Task: Comb the records below for the string "backup" and copy each line where it turns up.

Material for this task:
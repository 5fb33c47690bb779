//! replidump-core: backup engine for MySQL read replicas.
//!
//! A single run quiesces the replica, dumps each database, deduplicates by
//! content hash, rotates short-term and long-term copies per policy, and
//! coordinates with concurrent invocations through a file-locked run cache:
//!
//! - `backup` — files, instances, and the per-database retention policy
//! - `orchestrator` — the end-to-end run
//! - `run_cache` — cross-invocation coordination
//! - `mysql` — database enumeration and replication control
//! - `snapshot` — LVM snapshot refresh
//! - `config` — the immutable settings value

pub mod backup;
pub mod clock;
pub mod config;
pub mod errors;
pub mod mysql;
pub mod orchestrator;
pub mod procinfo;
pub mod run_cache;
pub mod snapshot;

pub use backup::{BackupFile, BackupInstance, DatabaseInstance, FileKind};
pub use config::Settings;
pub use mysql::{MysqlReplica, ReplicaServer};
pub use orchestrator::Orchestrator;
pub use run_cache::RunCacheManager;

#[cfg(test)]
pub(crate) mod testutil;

Answer section:
//! replidump-core: backup engine for MySQL read replicas.
//! - `backup` — files, instances, and the per-database retention policy
pub mod backup;
pub use backup::{BackupFile, BackupInstance, DatabaseInstance, FileKind};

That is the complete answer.